I use them on EVERYTHING … including two on my Woodmaster 718 and three on my Gizz 1023. I've heard criticisms about how they stretch & slip, but I've never experienced that to the best of my knowledge.

We had a 700 HP machine at work called an air classifying mill … it took 18 belts … a piece of trash got caught up in the sheaves & shredded most of the belts. We always bought "matched" sets of Browning belts, bet couldn't get them fast enough … SO … we got a couple of spools of this stuff … made out own … worked like a charm.

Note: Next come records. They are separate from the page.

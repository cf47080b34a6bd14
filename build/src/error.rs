/* -------------------------------------------------------------------------- *\
 *        Apache 2.0 License Copyright © 2023-2025 The Kubuild Authors        *
 *                                                                            *
 *         +-------------------------------------------------------+          *
 *         | ██╗  ██╗██╗   ██╗██████╗ ██╗   ██╗██╗██╗     ██████╗  |          *
 *         | ██║ ██╔╝██║   ██║██╔══██╗██║   ██║██║██║     ██╔══██╗ |          *
 *         | █████╔╝ ██║   ██║██████╔╝██║   ██║██║██║     ██║  ██║ |          *
 *         | ██╔═██╗ ██║   ██║██╔══██╗██║   ██║██║██║     ██║  ██║ |          *
 *         | ██║  ██╗╚██████╔╝██████╔╝╚██████╔╝██║███████╗██████╔╝ |          *
 *         | ╚═╝  ╚═╝ ╚═════╝ ╚═════╝  ╚═════╝ ╚═╝╚══════╝╚═════╝  |          *
 *         +-------------------------------------------------------+          *
 *                                                                            *
 *                   In-Cluster Image Builds for Kubernetes                   *
 *                                                                            *
 * -------------------------------------------------------------------------- *
 *                                                                            *
 *   Licensed under the Apache License, Version 2.0 (the "License");          *
 *   you may not use this file except in compliance with the License.         *
 *   You may obtain a copy of the License at                                  *
 *                                                                            *
 *       http://www.apache.org/licenses/LICENSE-2.0                           *
 *                                                                            *
 *   Unless required by applicable law or agreed to in writing, software      *
 *   distributed under the License is distributed on an "AS IS" BASIS,        *
 *   WITHOUT WARRANTIES OR CONDITIONS OF ANY KIND, either express or implied. *
 *   See the License for the specific language governing permissions and      *
 *   limitations under the License.                                           *
 *                                                                            *
\* -------------------------------------------------------------------------- */

use kubuild_driver::Feature;
use thiserror::Error;

pub type Result<T> = std::result::Result<T, BuildError>;

#[derive(Error, Debug)]
pub enum BuildError {
    #[error("driver required for build")]
    NoDrivers,
    #[error("no valid drivers found: {0}")]
    NoValidDrivers(String),
    #[error(
        "invalid argument: can't use stdin for both build context and dockerfile"
    )]
    StdinConflict,
    #[error(
        "ambiguous Dockerfile source: both stdin and flag correspond to Dockerfiles"
    )]
    DockerfileConflict,
    #[error(
        "please specify build context (e.g. \".\" for the current directory)"
    )]
    MissingContext,
    #[error("unable to prepare context: path {path:?} not found")]
    ContextNotFound { path: String },
    #[error(
        "Dockerfile from stdin is not supported with remote contexts"
    )]
    StdinWithRemoteContext,
    #[error(
        "{feature} feature is currently not supported for {driver} driver. Please switch to a different driver (eg. \"kubectl build create --use\")"
    )]
    NotSupported { feature: Feature, driver: String },
    #[error("zero outputs currently unsupported")]
    ZeroOutputs,
    #[error("multiple outputs currently unsupported")]
    MultipleOutputs,
    #[error("tag is needed when pushing to registry")]
    PushWithoutTag,
    #[error("invalid tag {tag:?}: {reason}")]
    InvalidTag { tag: String, reason: String },
    #[error(
        "local and tar exporters are incompatible with image ID file"
    )]
    ImageIdFileWithLocalOutput,
    #[error(
        "image ID file cannot be specified when building for multiple platforms"
    )]
    ImageIdFileWithMultiPlatform,
    #[error(
        "loading image into cluster runtime not supported by this builder, please specify --push or a client local output: --output=type=local,dest=. --output=type=tar,dest=out.tar "
    )]
    NoRuntimeLoadAvailable,
    #[error("local exporter is not supported by this driver")]
    LocalExporterUnsupported,
    #[error("network mode {mode:?} not supported by buildkit")]
    InvalidNetworkMode { mode: String },
    #[error("invalid extra host {host:?}, expected host:ip")]
    InvalidExtraHost { host: String },
    #[error("invalid output specification {spec:?}: {reason}")]
    InvalidOutputSpec { spec: String, reason: String },
    #[error("{kind} for multi-node builds currently not supported")]
    OutputUnsupportedMultiNode { kind: String },
    #[error("no builders found for {builder}")]
    NoBuilderNodes { builder: String },
    #[error("{hint}: {source}")]
    AuthFailed {
        hint: String,
        source: kubuild_client::ClientError,
    },
    #[error("registry error: {reason}")]
    Registry { reason: String },
    #[error(transparent)]
    Driver(#[from] kubuild_driver::DriverError),
    #[error(transparent)]
    Client(#[from] kubuild_client::ClientError),
    #[error(transparent)]
    Io(#[from] std::io::Error),
    #[error(transparent)]
    Other(#[from] anyhow::Error),
}
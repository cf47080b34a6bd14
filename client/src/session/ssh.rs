/* -------------------------------------------------------------------------- *\
 *        Apache 2.0 License Copyright © 2023-2025 The Kubuild Authors        *
 *                                                                            *
 *         +-------------------------------------------------------+          *
 *         | ██╗  ██╗██╗   ██╗██████╗ ██╗   ██╗██╗██╗     ██████╗  |          *
 *         | ██║ ██╔╝██║   ██║██╔══██╗██║   ██║██║██║     ██╔══██╗ |          *
 *         | █████╔╝ ██║   ██║██████╔╝██║   ██║██║██║     ██║  ██║ |          *
 *         | ██╔═██╗ ██║   ██║██╔══██╗██║   ██║██║██║     ██║  ██║ |          *
 *         | ██║  ██╗╚██████╔╝██████╔╝╚██████╔╝██║███████╗██████╔╝ |          *
 *         | ╚═╝  ╚═╝ ╚═════╝ ╚═════╝  ╚═════╝ ╚═╝╚══════╝╚═════╝  |          *
 *         +-------------------------------------------------------+          *
 *                                                                            *
 *                   In-Cluster Image Builds for Kubernetes                   *
 *                                                                            *
 * -------------------------------------------------------------------------- *
 *                                                                            *
 *   Licensed under the Apache License, Version 2.0 (the "License");          *
 *   you may not use this file except in compliance with the License.         *
 *   You may obtain a copy of the License at                                  *
 *                                                                            *
 *       http://www.apache.org/licenses/LICENSE-2.0                           *
 *                                                                            *
 *   Unless required by applicable law or agreed to in writing, software      *
 *   distributed under the License is distributed on an "AS IS" BASIS,        *
 *   WITHOUT WARRANTIES OR CONDITIONS OF ANY KIND, either express or implied. *
 *   See the License for the specific language governing permissions and      *
 *   limitations under the License.                                           *
 *                                                                            *
\* -------------------------------------------------------------------------- */

//! Forwards a local SSH agent socket to the daemon for builds that use
//! `RUN --mount=type=ssh`.

use super::Attachable;
use kubuild_proto::ssh::ssh_server::{Ssh, SshServer};
use kubuild_proto::ssh::{
    BytesMessage, CheckAgentRequest, CheckAgentResponse,
};
use std::path::PathBuf;
use thiserror::Error;
use tokio::io::{AsyncReadExt, AsyncWriteExt};
use tokio::net::UnixStream;
use tokio::sync::mpsc;
use tokio_stream::wrappers::ReceiverStream;
use tonic::transport::server::Router;
use tonic::{Request, Response, Status, Streaming};
use tracing::debug;

const AGENT_CHUNK_SIZE: usize = 32 * 1024;
const DEFAULT_ID: &str = "default";

#[derive(Error, Debug)]
pub enum SshSpecError {
    #[error("ssh forwarding requested but $SSH_AUTH_SOCK is not set")]
    NoAgentSocket,
}

/// An agent socket exposed to the daemon under an id ("default" unless
/// the caller names one).
#[derive(Debug, Clone)]
pub struct SshAgentProvider {
    id: String,
    socket: PathBuf,
}

impl SshAgentProvider {
    pub fn new(id: Option<String>, socket: PathBuf) -> Self {
        Self {
            id: id.unwrap_or_else(|| DEFAULT_ID.to_string()),
            socket,
        }
    }

    /// Parse `[id[=socket]]` specs, defaulting the socket to
    /// `$SSH_AUTH_SOCK`.
    pub fn from_specs(
        specs: &[String],
    ) -> Result<Vec<Self>, SshSpecError> {
        let mut out = Vec::new();
        for spec in specs {
            let (id, socket) = match spec.split_once('=') {
                Some((id, path)) => {
                    (Some(id.to_string()), PathBuf::from(path))
                }
                None => {
                    let sock = std::env::var("SSH_AUTH_SOCK")
                        .map_err(|_| SshSpecError::NoAgentSocket)?;
                    let id = if spec.is_empty() {
                        None
                    } else {
                        Some(spec.clone())
                    };
                    (id, PathBuf::from(sock))
                }
            };
            out.push(Self::new(id, socket));
        }
        Ok(out)
    }
}

impl Attachable for SshAgentProvider {
    fn attach(&self, router: Router) -> Router {
        router.add_service(SshServer::new(self.clone()))
    }
}

#[tonic::async_trait]
impl Ssh for SshAgentProvider {
    async fn check_agent(
        &self,
        request: Request<CheckAgentRequest>,
    ) -> Result<Response<CheckAgentResponse>, Status> {
        let id = request.into_inner().id;
        let id = if id.is_empty() { DEFAULT_ID } else { &id };
        if id != self.id {
            return Err(Status::not_found(format!(
                "unknown ssh agent id {id}"
            )));
        }
        Ok(Response::new(CheckAgentResponse {}))
    }

    type ForwardAgentStream = ReceiverStream<Result<BytesMessage, Status>>;

    async fn forward_agent(
        &self,
        request: Request<Streaming<BytesMessage>>,
    ) -> Result<Response<Self::ForwardAgentStream>, Status> {
        let agent =
            UnixStream::connect(&self.socket).await.map_err(|e| {
                Status::unavailable(format!(
                    "failed to connect to ssh agent {}: {e}",
                    self.socket.display()
                ))
            })?;
        debug!("forwarding ssh agent {}", self.socket.display());

        let (mut agent_rx, mut agent_tx) = agent.into_split();
        let mut incoming = request.into_inner();
        let (tx, rx) = mpsc::channel::<Result<BytesMessage, Status>>(8);

        // Daemon -> agent.
        let _ = tokio::spawn(async move {
            while let Ok(Some(msg)) = incoming.message().await {
                if agent_tx.write_all(&msg.data).await.is_err() {
                    break;
                }
            }
            let _ = agent_tx.shutdown().await;
        });

        // Agent -> daemon.
        let _ = tokio::spawn(async move {
            let mut buf = vec![0u8; AGENT_CHUNK_SIZE];
            loop {
                match agent_rx.read(&mut buf).await {
                    Ok(0) => break,
                    Ok(n) => {
                        if tx
                            .send(Ok(BytesMessage {
                                data: buf[..n].to_vec(),
                            }))
                            .await
                            .is_err()
                        {
                            break;
                        }
                    }
                    Err(e) => {
                        let _ = tx
                            .send(Err(Status::internal(format!(
                                "ssh agent read failed: {e}"
                            ))))
                            .await;
                        break;
                    }
                }
            }
        });

        Ok(Response::new(ReceiverStream::new(rx)))
    }
}

#[cfg(test)]
mod tests {
    use super::*;

    #[test]
    fn test_spec_with_explicit_socket() {
        let providers = SshAgentProvider::from_specs(&[
            "deploy=/run/agent.sock".to_string(),
        ])
        .expect("parse");
        assert_eq!(providers[0].id, "deploy");
        assert_eq!(providers[0].socket, PathBuf::from("/run/agent.sock"));
    }

    #[tokio::test]
    async fn test_check_agent_rejects_unknown_id() {
        let provider = SshAgentProvider::new(
            None,
            PathBuf::from("/nonexistent.sock"),
        );
        let status = provider
            .check_agent(Request::new(CheckAgentRequest {
                id: "other".to_string(),
            }))
            .await
            .expect_err("must fail");
        assert_eq!(status.code(), tonic::Code::NotFound);
    }

    #[tokio::test]
    async fn test_check_agent_accepts_default_id() {
        let provider = SshAgentProvider::new(
            None,
            PathBuf::from("/nonexistent.sock"),
        );
        let _ = provider
            .check_agent(Request::new(CheckAgentRequest {
                id: String::new(),
            }))
            .await
            .expect("default id accepted");
    }
}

They were still on that machine when I retired.


----------



## Retrowood

Even if they did not cut the vibration(Which they do) the reduction in noise level is worth the cost.


----------



## rasp

another +1 for link belts, cheaper to replace as well, make sure you buy an extra foot for spare links


----------



## oldnovice

My old, very old, Craftsman table saw has had a power twist for over *25 years* ... the same belt!

I suppose I just jinx ed the belt … we'll see!

I also added turned pulleys as opposed to the cast ones and it was a totally new sawing experience!


----------



## WoodworkGuy

I put one on my old Craftsman contractor's TS last year and love the results… No vibration and much quieter. I got mine from McFeely's. They were cheaper (at the time) than Rockler and Woodcraft.


----------